E2 degradation by 17β-HSD-0095. A E2 degradation (10 mg/L) in MSM. B E2 degradation in synthetic livestock wastewater by 4 μg/mL protein

The results of E2 degradation in synthetic livestock wastewater by 17β-HSD-0095 protein showed that the degradation protein could effectively control E2 contamination (Fig. 6B). 17β-HSD-0095 could completely remove 1 mg/L of E2 within 24 h while 5 mg/L of E2 was completely degraded within 120 h. For higher concentrations of E2, like 10 mg/L and 20 mg/L, they could also be degraded 97.87% and 83.78%, respectively, during incubation.

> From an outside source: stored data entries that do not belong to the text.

//! # Element Lookup
//!
//! The two read operations behind the `elements` sub-endpoint:
//!
//! - `list_elements`: top-level elements of a document keyed by id. Only one
//!   level is flattened; nested children stay inside their parents.
//! - `get_element`: a single element found anywhere in the nested tree.
//!
//! Both treat a missing document id as "nothing requested" and return an
//! empty result without touching the registry. Registry failures are
//! returned as-is.

use std::collections::BTreeMap;
use std::sync::Arc;

use crate::documents::{DocumentId, DocumentRegistry, DocumentResult, Element};

use super::search::find_element_recursive;

/// Top-level elements keyed by their own id
pub type ElementCollection = BTreeMap<String, Element>;

/// Key a sequence of elements by id
///
/// When ids repeat, the later element replaces the earlier one.
pub fn key_by_id(elements: Vec<Element>) -> ElementCollection {
    elements
        .into_iter()
        .map(|element| (element.id.clone(), element))
        .collect()
}

/// Stateless element lookup over an injected registry
#[derive(Clone)]
pub struct ElementLookup {
    registry: Arc<dyn DocumentRegistry>,
}

impl ElementLookup {
    pub fn new(registry: Arc<dyn DocumentRegistry>) -> Self {
        Self { registry }
    }

    /// List a document's top-level elements keyed by id
    pub fn list_elements(&self, document_id: Option<&DocumentId>) -> DocumentResult<ElementCollection> {
        let Some(document_id) = requested(document_id) else {
            return Ok(ElementCollection::new());
        };

        let document = self.registry.get(document_id)?;
        Ok(key_by_id(document.into_elements_data()))
    }

    /// Find an element anywhere in a document's tree
    ///
    /// `Ok(None)` is a soft miss: no document id was given, or no element
    /// carries `element_id`.
    pub fn get_element(
        &self,
        element_id: &str,
        document_id: Option<&DocumentId>,
    ) -> DocumentResult<Option<Element>> {
        let Some(document_id) = requested(document_id) else {
            return Ok(None);
        };

        let document = self.registry.get(document_id)?;
        Ok(find_element_recursive(document.elements_data(), element_id).cloned())
    }
}

fn requested(document_id: Option<&DocumentId>) -> Option<&DocumentId> {
    document_id.filter(|id| !id.is_empty())
}

#[cfg(test)]
mod tests {
    use super::*;
    use std::sync::atomic::{AtomicUsize, Ordering};

    use serde_json::json;

    use crate::documents::{Document, DocumentError, InMemoryDocumentRegistry};

    /// Registry wrapper that counts resolutions
    struct CountingRegistry {
        inner: InMemoryDocumentRegistry,
        calls: AtomicUsize,
    }

    impl DocumentRegistry for CountingRegistry {
        fn get(&self, id: &DocumentId) -> DocumentResult<Document> {
            self.calls.fetch_add(1, Ordering::SeqCst);
            self.inner.get(id)
        }
    }

    fn doc1() -> Document {
        serde_json::from_value(json!({
            "id": "doc1",
            "elements": [
                {"id": "a", "elType": "section", "elements": [
                    {"id": "b", "elType": "widget", "elements": []}
                ]}
            ]
        }))
        .unwrap()
    }

    fn setup(documents: Vec<Document>) -> (Arc<CountingRegistry>, ElementLookup) {
        let registry = Arc::new(CountingRegistry {
            inner: InMemoryDocumentRegistry::with_documents(documents),
            calls: AtomicUsize::new(0),
        });
        let lookup = ElementLookup::new(registry.clone());
        (registry, lookup)
    }

    #[test]
    fn test_list_flattens_one_level() {
        let (_, lookup) = setup(vec![doc1()]);

        let listed = lookup.list_elements(Some(&"doc1".into())).unwrap();

        assert_eq!(listed.keys().collect::<Vec<_>>(), vec!["a"]);
        assert_eq!(listed["a"].children()[0].id, "b");
        assert!(!listed.contains_key("b"));
    }

    #[test]
    fn test_list_keys_match_element_ids() {
        let elements = vec![
            Element::new("x").with_type("section"),
            Element::new("y").with_type("section"),
            Element::new("z").with_type("section"),
        ];
        let (_, lookup) = setup(vec![Document::new("d", elements)]);

        let listed = lookup.list_elements(Some(&"d".into())).unwrap();
        assert_eq!(listed.len(), 3);
        for (key, element) in &listed {
            assert_eq!(key, &element.id);
        }
    }

    #[test]
    fn test_list_duplicate_ids_last_write_wins() {
        let elements = vec![
            Element::new("dup").with_type("first"),
            Element::new("other"),
            Element::new("dup").with_type("last"),
        ];
        let (_, lookup) = setup(vec![Document::new("d", elements)]);

        let listed = lookup.list_elements(Some(&"d".into())).unwrap();
        assert_eq!(listed.len(), 2);
        assert_eq!(listed["dup"].el_type.as_deref(), Some("last"));
    }

    #[test]
    fn test_list_without_document_skips_registry() {
        let (registry, lookup) = setup(vec![doc1()]);

        assert!(lookup.list_elements(None).unwrap().is_empty());
        assert!(lookup.list_elements(Some(&DocumentId::default())).unwrap().is_empty());
        assert_eq!(registry.calls.load(Ordering::SeqCst), 0);
    }

    #[test]
    fn test_get_nested_element() {
        let (_, lookup) = setup(vec![doc1()]);

        let found = lookup.get_element("b", Some(&"doc1".into())).unwrap().unwrap();
        assert_eq!(
            serde_json::to_value(&found).unwrap(),
            json!({"id": "b", "elType": "widget", "elements": []})
        );
    }

    #[test]
    fn test_get_returns_subtree() {
        let document = doc1();
        let expected = document.elements_data()[0].clone();
        let (_, lookup) = setup(vec![document]);

        let found = lookup.get_element("a", Some(&"doc1".into())).unwrap();
        assert_eq!(found, Some(expected));
    }

    #[test]
    fn test_get_miss_is_not_an_error() {
        let (_, lookup) = setup(vec![doc1()]);

        let found = lookup.get_element("z", Some(&"doc1".into())).unwrap();
        assert!(found.is_none());
    }

    #[test]
    fn test_get_without_document_skips_registry() {
        let (registry, lookup) = setup(vec![doc1()]);

        assert!(lookup.get_element("a", None).unwrap().is_none());
        assert_eq!(registry.calls.load(Ordering::SeqCst), 0);
    }

    #[test]
    fn test_registry_error_propagates_unchanged() {
        let (registry, lookup) = setup(vec![]);

        let list_err = lookup.list_elements(Some(&"ghost".into())).unwrap_err();
        let get_err = lookup.get_element("a", Some(&"ghost".into())).unwrap_err();

        assert!(matches!(list_err, DocumentError::NotFound(ref id) if id.as_str() == "ghost"));
        assert!(matches!(get_err, DocumentError::NotFound(_)));
        assert_eq!(registry.calls.load(Ordering::SeqCst), 2);
    }
}
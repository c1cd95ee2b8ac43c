//! # REST API Module
//!
//! Sub-endpoints of the `editor/documents` resource. The only sub-endpoint
//! is `elements`.

pub mod elements;
pub mod endpoint;
pub mod errors;
pub mod request;
pub mod server;

pub use elements::ElementsEndpoint;
pub use endpoint::{item_param, SubEndpoint};
pub use errors::{ErrorResponse, RestError, RestResult};
pub use request::{EndpointRequest, DOCUMENT_ID_PARAM};
pub use server::RestServer;
//! HTTP Server Configuration
//!
//! Bind address, mount path of the documents resource, and CORS origins.

use std::net::SocketAddr;

use serde::{Deserialize, Serialize};

/// Default mount path of the parent documents resource
pub const DEFAULT_DOCUMENTS_PATH: &str = "/editor/documents";

/// HTTP server configuration
#[derive(Debug, Clone, PartialEq, Serialize, Deserialize)]
pub struct HttpServerConfig {
    /// Host to bind to (default: "0.0.0.0")
    #[serde(default = "default_host")]
    pub host: String,

    /// Port to bind to (default: 54321)
    #[serde(default = "default_port")]
    pub port: u16,

    /// Where the documents resource is mounted (default: "/editor/documents")
    #[serde(default = "default_documents_path")]
    pub documents_path: String,

    /// CORS allowed origins; empty allows any origin
    #[serde(default = "default_cors_origins")]
    pub cors_origins: Vec<String>,
}

fn default_host() -> String {
    "0.0.0.0".to_string()
}

fn default_port() -> u16 {
    54321
}

fn default_documents_path() -> String {
    DEFAULT_DOCUMENTS_PATH.to_string()
}

fn default_cors_origins() -> Vec<String> {
    vec![
        "http://localhost:5173".to_string(), // admin panel dev server
        "http://127.0.0.1:5173".to_string(),
    ]
}

impl Default for HttpServerConfig {
    fn default() -> Self {
        Self {
            host: default_host(),
            port: default_port(),
            documents_path: default_documents_path(),
            cors_origins: default_cors_origins(),
        }
    }
}

impl HttpServerConfig {
    /// Create a new config with specified port
    pub fn with_port(port: u16) -> Self {
        Self {
            port,
            ..Default::default()
        }
    }

    /// Parse the bind address
    pub fn socket_addr(&self) -> Result<SocketAddr, String> {
        format!("{}:{}", self.host, self.port)
            .parse()
            .map_err(|e| format!("Invalid bind address {}:{}: {}", self.host, self.port, e))
    }

    /// Check the settings that cannot be defaulted
    pub fn validate(&self) -> Result<(), String> {
        if self.port == 0 {
            return Err("port must be > 0".to_string());
        }
        if !self.documents_path.starts_with('/') || self.documents_path.ends_with('/') {
            return Err(format!(
                "documents_path must start with '/' and not end with '/': '{}'",
                self.documents_path
            ));
        }
        self.socket_addr().map(|_| ())
    }
}
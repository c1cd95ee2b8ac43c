//! # Document
//!
//! A page owned by the host, identified by a `DocumentId` and holding a tree
//! of elements. This crate only ever reads documents.

use std::fmt;

use serde::{Deserialize, Deserializer, Serialize, Serializer};

use super::element::Element;

/// Host-defined document identifier
///
/// Hosts address documents by numeric post id or by string key, so both JSON
/// integers and JSON strings are accepted. The empty id means "no document".
#[derive(Debug, Clone, Default, PartialEq, Eq, Hash, PartialOrd, Ord)]
pub struct DocumentId(String);

impl DocumentId {
    pub fn new(id: impl Into<String>) -> Self {
        Self(id.into())
    }

    pub fn as_str(&self) -> &str {
        &self.0
    }

    pub fn is_empty(&self) -> bool {
        self.0.is_empty()
    }
}

impl fmt::Display for DocumentId {
    fn fmt(&self, f: &mut fmt::Formatter<'_>) -> fmt::Result {
        f.write_str(&self.0)
    }
}

impl From<&str> for DocumentId {
    fn from(id: &str) -> Self {
        Self(id.to_string())
    }
}

impl From<String> for DocumentId {
    fn from(id: String) -> Self {
        Self(id)
    }
}

impl From<u64> for DocumentId {
    fn from(id: u64) -> Self {
        Self(id.to_string())
    }
}

impl Serialize for DocumentId {
    fn serialize<S: Serializer>(&self, serializer: S) -> Result<S::Ok, S::Error> {
        serializer.serialize_str(&self.0)
    }
}

impl<'de> Deserialize<'de> for DocumentId {
    fn deserialize<D: Deserializer<'de>>(deserializer: D) -> Result<Self, D::Error> {
        #[derive(Deserialize)]
        #[serde(untagged)]
        enum Raw {
            Text(String),
            Unsigned(u64),
            Signed(i64),
        }

        Ok(match Raw::deserialize(deserializer)? {
            Raw::Text(s) => DocumentId(s),
            Raw::Unsigned(n) => DocumentId(n.to_string()),
            Raw::Signed(n) => DocumentId(n.to_string()),
        })
    }
}

/// A stored document and its element tree
#[derive(Debug, Clone, PartialEq, Serialize, Deserialize)]
pub struct Document {
    /// Document id; may be omitted in stored files
    #[serde(default)]
    pub id: DocumentId,

    #[serde(default, skip_serializing_if = "Option::is_none")]
    pub title: Option<String>,

    /// Top-level elements, each owning its subtree
    #[serde(default)]
    pub elements: Vec<Element>,
}

impl Document {
    pub fn new(id: impl Into<DocumentId>, elements: Vec<Element>) -> Self {
        Self {
            id: id.into(),
            title: None,
            elements,
        }
    }

    pub fn with_title(mut self, title: impl Into<String>) -> Self {
        self.title = Some(title.into());
        self
    }

    /// The nested element tree in stored order
    pub fn elements_data(&self) -> &[Element] {
        &self.elements
    }

    /// Take ownership of the element tree
    pub fn into_elements_data(self) -> Vec<Element> {
        self.elements
    }
}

Estrogenic residues in the environment threaten the health of humans, animals and plants and affect the development of living organisms [1]. Therefore, it is urgent to control estrogen pollution. The SDR superfamily is widespread, which is active for a wide range of substrates including SEs [27], so it can be used to remove residual estrogen E2 in the environment. However, reports on E2 degradation by SDRs are still limited, especially studies on E2 removal from wastewater. In a prior investigation, it was discovered that E2 induction increase the expression of 17-HSD-0095 in the strain MZT7, and heterologously expressed recombinant cells had the capacity to degrade E2 [34]. In this study, the 17β-HSD-0095 protein was purified and its enzymatic properties were investigated. The degradation enzyme was used to remediate E2 contamination in farm wastewater, and the possible degradation mechanisms were explored by structural prediction and molecular docking analysis.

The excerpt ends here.